**THE DATA**
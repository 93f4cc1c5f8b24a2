/*!
relate2d
========

**relate2d** is a robust 2-dimensional segment intersection classification
library written with the rust programming language.

*/

#![deny(non_camel_case_types)]
#![deny(unused_parens)]
#![deny(non_upper_case_globals)]
#![deny(unused_results)]
#![warn(missing_docs)]
#![warn(unused_imports)]
#![allow(missing_copy_implementations)]
#![allow(clippy::too_many_arguments)]
#![allow(clippy::manual_range_contains)] // This usually makes it way more verbose that it could be.
#![doc(html_root_url = "http://docs.rs/relate2d/0.1.0")]
#![cfg_attr(not(feature = "std"), no_std)]
#![deny(unused_qualifications)]

#[cfg(feature = "alloc")]
#[cfg_attr(test, macro_use)]
extern crate alloc;

#[cfg(feature = "serde")]
#[macro_use]
extern crate serde;
#[macro_use]
extern crate approx;

pub extern crate nalgebra as na;

pub mod query;
pub mod shape;
pub mod utils;

mod real {
    /// The scalar type used throughout this crate.
    #[cfg(feature = "f64")]
    pub use f64 as Real;

    /// The scalar type used throughout this crate.
    #[cfg(feature = "f32")]
    pub use f32 as Real;
}

/// Compilation flags dependent aliases for mathematical types.
pub mod math {
    pub use super::real::*;
    pub use na::{Point2, Vector2};

    /// The default tolerance used for geometric operations.
    pub const DEFAULT_EPSILON: Real = Real::EPSILON;

    /// The dimension of the space.
    pub const DIM: usize = 2;

    /// The point type.
    pub use Point2 as Point;

    /// The vector type.
    pub use Vector2 as Vector;

    /// The widened scalar used for parametric intersection ratios.
    ///
    /// Orientation predicates always evaluate in [`Real`]. Only the
    /// intersection ratio computed by
    /// [`relate_segment_segment`](crate::query::relate_segment_segment)
    /// is carried at this precision, so the determinant division does not
    /// lose significance when [`Real`] is `f32`.
    pub type PromotedReal = f64;
}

**WHAT IS NEEDED**
Go through the listing above and locate each line that holds the word "clippy". Copy those lines.

**RESPONSE FOR THIS EXERCISE**
#![allow(clippy::too_many_arguments)]
#![allow(clippy::manual_range_contains)] // This usually makes it way more verbose that it could be.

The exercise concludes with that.